## Aim of the exercise
Would you go through the records below and copy each line with the string "ExceptionHandler"?
Provided entries below:
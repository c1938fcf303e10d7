//! Scheduler - 시각 기반 지연 실행기
//!
//! 전용 스레드가 실행 예정 시각 목록(오름차순)과 시각별 `(callable, task_id)`
//! 목록을 관리합니다.
//!
//! - `add_callable`: 시각 순서대로 삽입하고 단조 증가 task id 반환
//! - 메인 루프: 다음 예정 시각까지 condvar 대기 (최대 [`MAX_WAIT`])
//! - 예외(에러/패닉)는 callable 단위로 잡아 핸들러로 전달, 형제 callable은 계속 실행
//! - `wait_callable`: 특정 task 실행 완료(또는 스케줄러 정지)까지 대기.
//!   실행 대기 중인 id만 보관하므로 대기되지 않는 task가 쌓이지 않음
//! - `stop_scheduler`: 비동기 정지 요청

use crate::sync::TrackedThread;
use crate::{Error, Result};
use parking_lot::{Condvar, Mutex};
use std::collections::{HashMap, HashSet};
use std::panic::{self, AssertUnwindSafe};
use std::sync::Arc;
use std::time::{Duration, Instant};
use tracing::{debug, error, info};

/// 스케줄러 task 식별자
pub type TaskId = u64;

/// 한 번의 대기 최대 시간 (네이티브 wait overflow 방지)
pub const MAX_WAIT: Duration = Duration::from_secs(3600);

/// `add_callable_in`의 최대 지연 (더 긴 지연은 이 값으로 포화)
pub const MAX_DELAY: Duration = Duration::from_secs(100 * 365 * 24 * 3600);

type Callable = Box<dyn FnOnce() -> anyhow::Result<()> + Send>;

/// callable 실패 시 호출되는 핸들러
pub type ExceptionHandler = Arc<dyn Fn(TaskId, &anyhow::Error) + Send + Sync>;

#[derive(Default)]
struct SchedulerState {
    /// 실행 예정 시각 (오름차순)
    timestamps: Vec<Instant>,

    /// 시각별 callable 목록
    callables: HashMap<Instant, Vec<(Callable, TaskId)>>,

    running: bool,
    continue_flag: bool,
    next_task_id: TaskId,

    /// 등록되었고 아직 실행되지 않은 task
    pending: HashSet<TaskId>,
}

struct Shared {
    state: Mutex<SchedulerState>,
    /// 스케줄러 루프 깨우기
    condvar: Condvar,
    /// task 완료 통지
    task_condvar: Condvar,
    exception_handler: Mutex<Option<ExceptionHandler>>,
}

pub struct Scheduler {
    shared: Arc<Shared>,
    thread: Mutex<Option<TrackedThread>>,
}

impl Scheduler {
    pub fn new() -> Self {
        Self {
            shared: Arc::new(Shared {
                state: Mutex::new(SchedulerState::default()),
                condvar: Condvar::new(),
                task_condvar: Condvar::new(),
                exception_handler: Mutex::new(None),
            }),
            thread: Mutex::new(None),
        }
    }

    /// 예외 핸들러와 함께 생성
    pub fn with_exception_handler(handler: ExceptionHandler) -> Self {
        let scheduler = Self::new();
        scheduler.set_exception_handler(handler);
        scheduler
    }

    pub fn set_exception_handler(&self, handler: ExceptionHandler) {
        *self.shared.exception_handler.lock() = Some(handler);
    }

    // ========================================================================
    // 시작 / 정지
    // ========================================================================

    /// 스케줄러 스레드 시작 (이미 실행 중이면 무시)
    pub fn start_scheduler(&self) -> Result<()> {
        {
            let mut state = self.shared.state.lock();
            if state.running {
                return Ok(());
            }
            state.running = true;
            state.continue_flag = true;
        }

        let shared = Arc::clone(&self.shared);
        match TrackedThread::spawn("hive-scheduler", move || run_loop(shared)) {
            Ok(thread) => {
                *self.thread.lock() = Some(thread);
                info!("Scheduler started");
                Ok(())
            }
            Err(e) => {
                self.shared.state.lock().running = false;
                Err(Error::Io(e))
            }
        }
    }

    /// 정지 요청 (비동기) - 스레드는 다음 wake에서 종료
    pub fn stop_scheduler(&self) {
        let mut state = self.shared.state.lock();
        state.continue_flag = false;
        self.shared.condvar.notify_all();
        debug!("Scheduler stop requested");
    }

    /// 스케줄러 스레드 종료 대기 (제한 시간)
    pub fn join_scheduler(&self, timeout: Duration) -> bool {
        match self.thread.lock().take() {
            Some(thread) => thread.join_timeout(timeout),
            None => true,
        }
    }

    pub fn is_running(&self) -> bool {
        self.shared.state.lock().running
    }

    // ========================================================================
    // Callable 등록
    // ========================================================================

    /// `timestamp`(없으면 지금)에 실행할 callable 등록
    pub fn add_callable<F>(&self, callable: F, timestamp: Option<Instant>) -> Result<TaskId>
    where
        F: FnOnce() -> anyhow::Result<()> + Send + 'static,
    {
        self.add_callable_with(callable, timestamp, true)
    }

    /// `delay` 후에 실행할 callable 등록
    ///
    /// `delay`는 [`MAX_DELAY`]로 포화됩니다.
    pub fn add_callable_in<F>(&self, callable: F, delay: Duration) -> Result<TaskId>
    where
        F: FnOnce() -> anyhow::Result<()> + Send + 'static,
    {
        let timestamp = Instant::now()
            .checked_add(delay.min(MAX_DELAY))
            .ok_or_else(|| Error::Config(format!("delay {:?} is out of range", delay)))?;
        self.add_callable(callable, Some(timestamp))
    }

    /// `verify`가 false이면 실행 여부 검사를 생략 (시작 전 미리 등록할 때)
    pub fn add_callable_with<F>(
        &self,
        callable: F,
        timestamp: Option<Instant>,
        verify: bool,
    ) -> Result<TaskId>
    where
        F: FnOnce() -> anyhow::Result<()> + Send + 'static,
    {
        let timestamp = timestamp.unwrap_or_else(Instant::now);
        let mut state = self.shared.state.lock();

        if verify && !state.running {
            return Err(Error::SchedulerNotRunning);
        }

        state.next_task_id += 1;
        let task_id = state.next_task_id;
        state.pending.insert(task_id);

        if let Some(list) = state.callables.get_mut(&timestamp) {
            list.push((Box::new(callable), task_id));
        } else {
            let position = state
                .timestamps
                .iter()
                .position(|existing| *existing > timestamp)
                .unwrap_or(state.timestamps.len());
            state.timestamps.insert(position, timestamp);
            state
                .callables
                .insert(timestamp, vec![(Box::new(callable), task_id)]);
        }

        self.shared.condvar.notify_all();
        debug!(task_id, "Callable scheduled");

        Ok(task_id)
    }

    // ========================================================================
    // 대기
    // ========================================================================

    /// task 실행 완료 또는 스케줄러 정지까지 대기
    ///
    /// 실행이 완료되었으면 true, 스케줄러 정지로 깨어났거나 발급되지 않은
    /// id이면 false.
    pub fn wait_callable(&self, task_id: TaskId) -> bool {
        let mut state = self.shared.state.lock();
        if task_id == 0 || task_id > state.next_task_id {
            return false;
        }

        loop {
            if !state.pending.contains(&task_id) {
                return true;
            }
            if !state.running {
                return false;
            }
            self.shared.task_condvar.wait(&mut state);
        }
    }

    /// 아직 실행되지 않은 callable 수
    pub fn pending_count(&self) -> usize {
        let state = self.shared.state.lock();
        state.callables.values().map(Vec::len).sum()
    }
}

impl Default for Scheduler {
    fn default() -> Self {
        Self::new()
    }
}

// ============================================================================
// 스케줄러 루프
// ============================================================================

fn run_loop(shared: Arc<Shared>) {
    loop {
        let batch = {
            let mut state = shared.state.lock();

            loop {
                if !state.continue_flag {
                    state.running = false;
                    shared.task_condvar.notify_all();
                    info!("Scheduler stopped");
                    return;
                }

                let Some(&next) = state.timestamps.first() else {
                    shared.condvar.wait_for(&mut state, MAX_WAIT);
                    continue;
                };

                let now = Instant::now();
                if next > now {
                    // 아직 예정 시각 전: 대기 시간만 갱신
                    let timeout = (next - now).min(MAX_WAIT);
                    shared.condvar.wait_for(&mut state, timeout);
                    continue;
                }

                state.timestamps.remove(0);
                break state.callables.remove(&next).unwrap_or_default();
            }
        };

        let handler = shared.exception_handler.lock().clone();
        let mut executed = Vec::with_capacity(batch.len());

        for (callable, task_id) in batch {
            let outcome = panic::catch_unwind(AssertUnwindSafe(callable));

            let failure = match outcome {
                Ok(Ok(())) => None,
                Ok(Err(e)) => Some(e),
                Err(payload) => Some(anyhow::anyhow!(
                    "callable panicked: {}",
                    panic_message(payload.as_ref())
                )),
            };

            if let Some(e) = failure {
                match &handler {
                    Some(handler) => handler(task_id, &e),
                    None => error!(task_id, "Scheduled callable failed: {:#}", e),
                }
            }

            executed.push(task_id);
        }

        let mut state = shared.state.lock();
        for task_id in executed {
            state.pending.remove(&task_id);
        }
        shared.task_condvar.notify_all();
    }
}

/// 패닉 payload에서 메시지 추출
pub fn panic_message(payload: &(dyn std::any::Any + Send)) -> String {
    if let Some(message) = payload.downcast_ref::<&str>() {
        (*message).to_string()
    } else if let Some(message) = payload.downcast_ref::<String>() {
        message.clone()
    } else {
        "unknown panic".to_string()
    }
}

#[cfg(test)]
mod tests {
    use super::*;
    use std::sync::atomic::{AtomicUsize, Ordering};

    fn started() -> Scheduler {
        let scheduler = Scheduler::new();
        scheduler.start_scheduler().unwrap();
        scheduler
    }

    #[test]
    fn test_add_requires_running() {
        let scheduler = Scheduler::new();
        let result = scheduler.add_callable(|| Ok(()), None);
        assert!(matches!(result, Err(Error::SchedulerNotRunning)));

        // 검사 생략 시 등록 가능
        assert!(scheduler.add_callable_with(|| Ok(()), None, false).is_ok());
        assert_eq!(scheduler.pending_count(), 1);
    }

    #[test]
    fn test_executes_in_timestamp_order() {
        let scheduler = started();
        let order = Arc::new(Mutex::new(Vec::new()));
        let base = Instant::now() + Duration::from_millis(30);

        let late = Arc::clone(&order);
        let late_id = scheduler
            .add_callable(
                move || {
                    late.lock().push("late");
                    Ok(())
                },
                Some(base + Duration::from_millis(30)),
            )
            .unwrap();

        let early = Arc::clone(&order);
        let early_id = scheduler
            .add_callable(
                move || {
                    early.lock().push("early");
                    Ok(())
                },
                Some(base),
            )
            .unwrap();

        assert!(late_id < early_id);
        assert!(scheduler.wait_callable(late_id));
        assert!(scheduler.wait_callable(early_id));
        assert_eq!(*order.lock(), vec!["early", "late"]);

        scheduler.stop_scheduler();
        assert!(scheduler.join_scheduler(Duration::from_secs(5)));
    }

    #[test]
    fn test_failure_does_not_stop_siblings() {
        let failures = Arc::new(AtomicUsize::new(0));
        let counter = Arc::clone(&failures);
        let scheduler = Scheduler::with_exception_handler(Arc::new(move |_, _| {
            counter.fetch_add(1, Ordering::SeqCst);
        }));
        scheduler.start_scheduler().unwrap();

        let ran = Arc::new(AtomicUsize::new(0));
        let at = Some(Instant::now() + Duration::from_millis(20));

        let first = scheduler
            .add_callable(|| Err(anyhow::anyhow!("first fails")), at)
            .unwrap();
        let second = scheduler
            .add_callable(|| panic!("second panics"), at)
            .unwrap();
        let sibling = Arc::clone(&ran);
        let third = scheduler
            .add_callable(
                move || {
                    sibling.fetch_add(1, Ordering::SeqCst);
                    Ok(())
                },
                at,
            )
            .unwrap();

        assert!(scheduler.wait_callable(first));
        assert!(scheduler.wait_callable(second));
        assert!(scheduler.wait_callable(third));
        assert_eq!(failures.load(Ordering::SeqCst), 2);
        assert_eq!(ran.load(Ordering::SeqCst), 1);

        scheduler.stop_scheduler();
        assert!(scheduler.join_scheduler(Duration::from_secs(5)));
    }

    #[test]
    fn test_unwaited_tasks_are_not_retained() {
        let scheduler = started();
        let mut last = 0;
        for _ in 0..200 {
            last = scheduler.add_callable(|| Ok(()), None).unwrap();
        }

        assert!(scheduler.wait_callable(last));
        assert!(scheduler.shared.state.lock().pending.is_empty());
        // 이미 실행된 task는 나중에 대기해도 완료로 보고됨
        assert!(scheduler.wait_callable(1));
        assert!(!scheduler.wait_callable(last + 1));

        scheduler.stop_scheduler();
        assert!(scheduler.join_scheduler(Duration::from_secs(5)));
    }

    #[test]
    fn test_huge_delay_saturates() {
        let scheduler = started();
        let ran = Arc::new(AtomicUsize::new(0));
        let counter = Arc::clone(&ran);

        scheduler
            .add_callable_in(
                move || {
                    counter.fetch_add(1, Ordering::SeqCst);
                    Ok(())
                },
                Duration::MAX,
            )
            .unwrap();

        std::thread::sleep(Duration::from_millis(100));
        assert_eq!(ran.load(Ordering::SeqCst), 0);
        assert_eq!(scheduler.pending_count(), 1);

        scheduler.stop_scheduler();
        assert!(scheduler.join_scheduler(Duration::from_secs(5)));
    }

    #[test]
    fn test_wait_returns_on_stop() {
        let scheduler = Arc::new(started());
        let id = scheduler
            .add_callable_in(|| Ok(()), Duration::from_secs(600))
            .unwrap();

        let stopper = Arc::clone(&scheduler);
        let handle = std::thread::spawn(move || {
            std::thread::sleep(Duration::from_millis(20));
            stopper.stop_scheduler();
        });

        assert!(!scheduler.wait_callable(id));
        handle.join().unwrap();
        assert!(!scheduler.is_running());
    }
}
End of Provided entries.
## Result for this exercise
pub type ExceptionHandler = Arc<dyn Fn(TaskId, &anyhow::Error) + Send + Sync>;
    exception_handler: Mutex<Option<ExceptionHandler>>,
    pub fn with_exception_handler(handler: ExceptionHandler) -> Self {
    pub fn set_exception_handler(&self, handler: ExceptionHandler) {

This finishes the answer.